[Records for this task Boundary: Start]
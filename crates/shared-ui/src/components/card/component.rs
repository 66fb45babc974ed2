use dioxus::prelude::*;

/// Plain card container.
#[component]
pub fn Card(
    #[props(extends = GlobalAttributes)] attributes: Vec<Attribute>,
    children: Element,
) -> Element {
    let base = vec![Attribute::new("class", "card", None, false)];
    let merged = dioxus_primitives::merge_attributes(vec![base, attributes]);

    rsx! {
        document::Link { rel: "stylesheet", href: asset!("./style.css") }
        div {
            ..merged,
            {children}
        }
    }
}

/// Header section of a Card.
#[component]
pub fn CardHeader(
    #[props(extends = GlobalAttributes)] attributes: Vec<Attribute>,
    children: Element,
) -> Element {
    let base = vec![Attribute::new("class", "card-header", None, false)];
    let merged = dioxus_primitives::merge_attributes(vec![base, attributes]);

    rsx! {
        div {
            ..merged,
            {children}
        }
    }
}

/// Title element within a CardHeader.
#[component]
pub fn CardTitle(
    #[props(extends = GlobalAttributes)] attributes: Vec<Attribute>,
    children: Element,
) -> Element {
    let base = vec![Attribute::new("class", "card-title", None, false)];
    let merged = dioxus_primitives::merge_attributes(vec![base, attributes]);

    rsx! {
        h3 {
            ..merged,
            {children}
        }
    }
}

/// Description text within a CardHeader.
#[component]
pub fn CardDescription(
    #[props(extends = GlobalAttributes)] attributes: Vec<Attribute>,
    children: Element,
) -> Element {
    let base = vec![Attribute::new("class", "card-description", None, false)];
    let merged = dioxus_primitives::merge_attributes(vec![base, attributes]);

    rsx! {
        p {
            ..merged,
            {children}
        }
    }
}

/// Main content section of a Card.
#[component]
pub fn CardContent(
    #[props(extends = GlobalAttributes)] attributes: Vec<Attribute>,
    children: Element,
) -> Element {
    let base = vec![Attribute::new("class", "card-content", None, false)];
    let merged = dioxus_primitives::merge_attributes(vec![base, attributes]);

    rsx! {
        div {
            ..merged,
            {children}
        }
    }
}

/// Footer section of a Card.
#[component]
pub fn CardFooter(
    #[props(extends = GlobalAttributes)] attributes: Vec<Attribute>,
    children: Element,
) -> Element {
    let base = vec![Attribute::new("class", "card-footer", None, false)];
    let merged = dioxus_primitives::merge_attributes(vec![base, attributes]);

    rsx! {
        div {
            ..merged,
            {children}
        }
    }
}
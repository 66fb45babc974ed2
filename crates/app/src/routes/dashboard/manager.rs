use dioxus::prelude::*;
use shared_ui::components::{Card, CardContent, CardHeader, PageHeader, PageTitle, Skeleton};

use crate::auth::use_employee_id;
use crate::format_helpers::format_avg;

#[component]
pub fn ManagerDashboard() -> Element {
    let manager_id = use_employee_id();

    let stats = use_resource(move || async move {
        let Some(manager_id) = manager_id else {
            return None;
        };
        let team = server::api::manager_team(manager_id).await.ok()?;
        let analytics = server::api::manager_team_analytics(manager_id).await.ok()?;

        let scored: Vec<f64> = analytics.iter().filter_map(|a| a.avg_feedback).collect();
        let team_avg = if scored.is_empty() {
            None
        } else {
            Some(scored.iter().sum::<f64>() / scored.len() as f64)
        };
        let total_trainings: i64 = analytics.iter().map(|a| a.trainings_completed).sum();

        Some((team.len(), total_trainings, team_avg))
    });

    rsx! {
        div { class: "container",
            PageHeader {
                PageTitle { "Team Dashboard" }
            }

            match &*stats.read() {
                Some(Some((team_size, total_trainings, team_avg))) => rsx! {
                    div { class: "stat-grid",
                        Card {
                            CardHeader { "My Team" }
                            CardContent {
                                span { class: "stat-value", "{team_size}" }
                                span { class: "stat-label", "Direct Reports" }
                            }
                        }
                        Card {
                            CardHeader { "Trainings" }
                            CardContent {
                                span { class: "stat-value", "{total_trainings}" }
                                span { class: "stat-label", "Completed by Team" }
                            }
                        }
                        Card {
                            CardHeader { "Team Sentiment" }
                            CardContent {
                                span { class: "stat-value", {format_avg(*team_avg)} }
                                span { class: "stat-label", "Average Feedback" }
                            }
                        }
                    }
                },
                Some(None) => rsx! {
                    Card {
                        CardContent {
                            p { class: "empty-state-text",
                                "This account is not linked to an employee record, so no team can be resolved."
                            }
                        }
                    }
                },
                None => rsx! {
                    div { class: "stat-grid",
                        for _ in 0..3 {
                            Card {
                                CardContent { Skeleton {} }
                            }
                        }
                    }
                },
            }
        }
    }
}
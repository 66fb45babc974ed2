use dioxus::prelude::*;
use shared_types::{AppError, Employee, TrainingStatus};
use shared_ui::components::{
    Badge, BadgeVariant, Button, ButtonVariant, Card, CardContent, CardHeader, CardTitle,
    DataTable, DataTableBody, DataTableCell, DataTableColumn, DataTableHeader, DataTableRow,
    DetailGrid, DetailItem, DetailList, FormSelect, PageActions, PageHeader, PageTitle, Skeleton,
};
use shared_ui::{use_toast, ToastOptions};

use super::form_sheet::{FormMode, TrainingFormSheet};
use crate::auth::{can, use_role, Action};
use crate::format_helpers::format_date_human;
use crate::routes::Route;

#[component]
pub fn TrainingDetailPage(id: i64) -> Element {
    let role = use_role();
    let mut show_edit = use_signal(|| false);

    let mut data = use_resource(move || async move {
        match server::api::get_training(id).await {
            Ok(training) => Some(training),
            Err(_) => None,
        }
    });

    let today = chrono::Local::now().date_naive();

    rsx! {
        div { class: "container",
            match &*data.read() {
                Some(Some(training)) => {
                    let status = training.status(today);
                    let status_variant = match status {
                        TrainingStatus::Ongoing => BadgeVariant::Primary,
                        TrainingStatus::Finished => BadgeVariant::Destructive,
                    };
                    rsx! {
                        PageHeader {
                            PageTitle { "{training.title}" }
                            PageActions {
                                Link { to: Route::TrainingList {},
                                    Button { variant: ButtonVariant::Secondary, "Back to List" }
                                }
                                if can(&role, Action::ManageTrainings) {
                                    Button {
                                        variant: ButtonVariant::Primary,
                                        onclick: move |_| show_edit.set(true),
                                        "Edit"
                                    }
                                }
                            }
                        }

                        DetailGrid {
                            Card {
                                CardHeader { CardTitle { "Training Information" } }
                                CardContent {
                                    DetailList {
                                        DetailItem { label: "Category",
                                            Badge { variant: BadgeVariant::Secondary, "{training.category}" }
                                        }
                                        DetailItem { label: "Start Date", value: format_date_human(training.start_date) }
                                        DetailItem { label: "End Date", value: format_date_human(training.end_date) }
                                        DetailItem { label: "Status",
                                            Badge { variant: status_variant, {status.label()} }
                                        }
                                    }
                                }
                            }

                            Card {
                                CardHeader { CardTitle { "Description" } }
                                CardContent {
                                    p { class: "detail-bio",
                                        if training.description.is_empty() {
                                            "--"
                                        } else {
                                            "{training.description}"
                                        }
                                    }
                                }
                            }
                        }

                        ParticipantsSection { training_id: id }

                        TrainingFormSheet {
                            mode: FormMode::Edit,
                            initial: Some(training.clone()),
                            open: show_edit(),
                            on_close: move |_| show_edit.set(false),
                            on_saved: move |_| data.restart(),
                        }
                    }
                }
                Some(None) => rsx! {
                    Card {
                        CardContent {
                            div { class: "empty-state",
                                h2 { "Training Not Found" }
                                p { "The training you're looking for doesn't exist." }
                                Link { to: Route::TrainingList {},
                                    Button { "Back to List" }
                                }
                            }
                        }
                    }
                },
                None => rsx! {
                    div { class: "loading",
                        Skeleton {}
                        Skeleton {}
                    }
                },
            }
        }
    }
}

/// Assigned employees, with add/remove controls for roles that may assign.
#[component]
fn ParticipantsSection(training_id: i64) -> Element {
    let toast = use_toast();
    let role = use_role();
    let can_assign = can(&role, Action::AssignTraining);

    let mut assign_employee_id = use_signal(String::new);
    let mut in_flight = use_signal(|| false);

    let mut participants = use_resource(move || async move {
        server::api::training_participants(training_id).await.ok()
    });

    // Directory for the assignment selector; empty unless assignment is allowed.
    let candidates = use_resource(move || async move {
        if !can_assign {
            return Vec::new();
        }
        server::api::list_employees().await.unwrap_or_default()
    });

    let handle_assign = move |_| {
        if *in_flight.read() {
            return;
        }
        let Ok(employee_id) = assign_employee_id.read().parse::<i64>() else {
            toast.error("Select an employee.".to_string(), ToastOptions::new());
            return;
        };
        spawn(async move {
            in_flight.set(true);
            match server::api::assign_employee_to_training(employee_id, training_id).await {
                Ok(()) => {
                    assign_employee_id.set(String::new());
                    participants.restart();
                    toast.success("Employee assigned".to_string(), ToastOptions::new());
                }
                Err(e) => toast.error(
                    AppError::friendly_message(&e.to_string()),
                    ToastOptions::new(),
                ),
            }
            in_flight.set(false);
        });
    };

    let mut handle_remove = move |employee_id: i64| {
        spawn(async move {
            match server::api::remove_employee_from_training(employee_id, training_id).await {
                Ok(()) => {
                    participants.restart();
                    toast.success("Employee removed".to_string(), ToastOptions::new());
                }
                Err(e) => toast.error(
                    AppError::friendly_message(&e.to_string()),
                    ToastOptions::new(),
                ),
            }
        });
    };

    rsx! {
        Card {
            CardHeader { CardTitle { "Participants" } }
            CardContent {
                if can_assign {
                    div { class: "request-training-form",
                        FormSelect {
                            label: "Assign employee",
                            value: assign_employee_id.read().clone(),
                            onchange: move |e: Event<FormData>| assign_employee_id.set(e.value()),
                            option { value: "", "-- Select employee --" }
                            for employee in candidates.read().clone().unwrap_or_default() {
                                option { value: "{employee.id}", {employee.full_name()} }
                            }
                        }
                        Button {
                            variant: ButtonVariant::Primary,
                            disabled: *in_flight.read(),
                            onclick: handle_assign,
                            "Assign"
                        }
                    }
                }

                match &*participants.read() {
                    Some(Some(list)) if !list.is_empty() => rsx! {
                        DataTable {
                            DataTableHeader {
                                DataTableColumn { "Name" }
                                DataTableColumn { "Department" }
                                DataTableColumn { "Job Title" }
                                if can_assign {
                                    DataTableColumn { "" }
                                }
                            }
                            DataTableBody {
                                for participant in list.iter() {
                                    ParticipantRow {
                                        participant: participant.clone(),
                                        can_remove: can_assign,
                                        on_remove: move |id| handle_remove(id),
                                    }
                                }
                            }
                        }
                    },
                    Some(_) => rsx! {
                        p { class: "empty-state-text", "No employees assigned yet." }
                    },
                    None => rsx! { Skeleton {} },
                }
            }
        }
    }
}

#[component]
fn ParticipantRow(
    participant: Employee,
    can_remove: bool,
    on_remove: EventHandler<i64>,
) -> Element {
    let id = participant.id;

    rsx! {
        DataTableRow {
            DataTableCell { {participant.full_name()} }
            DataTableCell { "{participant.department}" }
            DataTableCell { "{participant.job_title}" }
            if can_remove {
                DataTableCell {
                    Button {
                        variant: ButtonVariant::Ghost,
                        onclick: move |_| on_remove.call(id),
                        "Remove"
                    }
                }
            }
        }
    }
}
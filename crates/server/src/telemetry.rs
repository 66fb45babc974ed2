use tracing_subscriber::{fmt, prelude::*, EnvFilter};

/// Initialise the tracing subscriber.
///
/// Filter comes from `RUST_LOG`, defaulting to info for our crates and warn
/// for everything else. Safe to call once at startup; a second call is a
/// no-op because `try_init` fails quietly.
pub fn init_telemetry() {
    let filter = EnvFilter::try_from_default_env()
        .unwrap_or_else(|_| EnvFilter::new("warn,server=info,app=info,sqlx=warn"));

    let _ = tracing_subscriber::registry()
        .with(filter)
        .with(fmt::layer().with_target(true))
        .try_init();
}
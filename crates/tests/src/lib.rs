#[cfg(test)]
mod export_csv_tests;
#[cfg(test)]
mod recommender_tests;
#[cfg(test)]
mod sentiment_flow_tests;
#[cfg(test)]
mod training_status_tests;
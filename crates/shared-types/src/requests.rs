use serde::{Deserialize, Serialize};

#[cfg(feature = "validation")]
use validator::Validate;

/// Request DTO for creating an employee. The same shape is accepted by the
/// update operation — the backend overwrites every column.
#[derive(Debug, Clone, Serialize, Deserialize)]
#[cfg_attr(feature = "validation", derive(Validate))]
pub struct EmployeeRequest {
    #[cfg_attr(
        feature = "validation",
        validate(length(min = 1, message = "First name is required"))
    )]
    pub first_name: String,
    #[cfg_attr(
        feature = "validation",
        validate(length(min = 1, message = "Last name is required"))
    )]
    pub last_name: String,
    #[cfg_attr(
        feature = "validation",
        validate(email(message = "Enter a valid email address"))
    )]
    pub email: String,
    /// YYYY-MM-DD.
    #[cfg_attr(
        feature = "validation",
        validate(length(min = 1, message = "Hire date is required"))
    )]
    pub hire_date: String,
    #[cfg_attr(
        feature = "validation",
        validate(length(min = 1, message = "Department is required"))
    )]
    pub department: String,
    #[cfg_attr(
        feature = "validation",
        validate(length(min = 1, message = "Job title is required"))
    )]
    pub job_title: String,
    #[serde(default)]
    pub details: String,
}

/// Request DTO for creating or updating a training.
#[derive(Debug, Clone, Serialize, Deserialize)]
#[cfg_attr(feature = "validation", derive(Validate))]
pub struct TrainingRequest {
    #[cfg_attr(
        feature = "validation",
        validate(length(min = 1, message = "Title is required"))
    )]
    pub title: String,
    #[cfg_attr(
        feature = "validation",
        validate(length(min = 1, message = "Category is required"))
    )]
    pub category: String,
    #[serde(default)]
    pub description: String,
    /// YYYY-MM-DD.
    #[cfg_attr(
        feature = "validation",
        validate(length(min = 1, message = "Start date is required"))
    )]
    pub start_date: String,
    /// YYYY-MM-DD.
    #[cfg_attr(
        feature = "validation",
        validate(length(min = 1, message = "End date is required"))
    )]
    pub end_date: String,
}

/// Request DTO for creating a skill.
#[derive(Debug, Clone, Serialize, Deserialize)]
#[cfg_attr(feature = "validation", derive(Validate))]
pub struct SkillRequest {
    #[cfg_attr(
        feature = "validation",
        validate(length(min = 1, message = "Label is required"))
    )]
    pub preferred_label: String,
    #[serde(default, skip_serializing_if = "Option::is_none")]
    pub skill_type: Option<String>,
    #[serde(default, skip_serializing_if = "Option::is_none")]
    pub reuse_level: Option<String>,
    #[serde(default, skip_serializing_if = "Option::is_none")]
    pub alt_labels: Option<String>,
}

/// Request DTO for persisting a confirmed feedback record.
#[derive(Debug, Clone, Serialize, Deserialize)]
#[cfg_attr(feature = "validation", derive(Validate))]
pub struct FeedbackRequest {
    pub employee_id: i64,
    /// YYYY-MM-DD.
    #[cfg_attr(
        feature = "validation",
        validate(length(min = 1, message = "Feedback date is required"))
    )]
    pub feedback_date: String,
    /// The confirmed compound score from the sentiment step.
    pub sentiment_score: Option<f32>,
    pub comments: Option<String>,
}

/// Request DTO for a training need (manager requests a training for a report).
#[derive(Debug, Clone, Serialize, Deserialize)]
#[cfg_attr(feature = "validation", derive(Validate))]
pub struct TrainingNeedRequest {
    pub employee_id: i64,
    pub training_id: i64,
    #[cfg_attr(
        feature = "validation",
        validate(range(min = 1, max = 5, message = "Recommendation level must be 1-5"))
    )]
    pub recommendation_level: i32,
}

#[cfg(all(test, feature = "validation"))]
mod tests {
    use super::*;
    use validator::Validate;

    #[test]
    fn employee_request_rejects_blank_required_fields() {
        let req = EmployeeRequest {
            first_name: String::new(),
            last_name: "Doe".to_string(),
            email: "not-an-email".to_string(),
            hire_date: "2024-01-01".to_string(),
            department: "Sales".to_string(),
            job_title: "Rep".to_string(),
            details: String::new(),
        };
        let errs = req.validate().unwrap_err();
        assert!(errs.field_errors().contains_key("first_name"));
        assert!(errs.field_errors().contains_key("email"));
    }

    #[test]
    fn training_need_level_bounds() {
        let mut req = TrainingNeedRequest {
            employee_id: 1,
            training_id: 2,
            recommendation_level: 0,
        };
        assert!(req.validate().is_err());
        req.recommendation_level = 3;
        assert!(req.validate().is_ok());
        req.recommendation_level = 6;
        assert!(req.validate().is_err());
    }
}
[Records for this task Boundary: End]
■ What the task requires ■
All lines above that include the word "routes" must be copied into the answer.

■ Exercise output ■
filename crates/app/src/routes/dashboard/manager.rs
use crate::routes::Route;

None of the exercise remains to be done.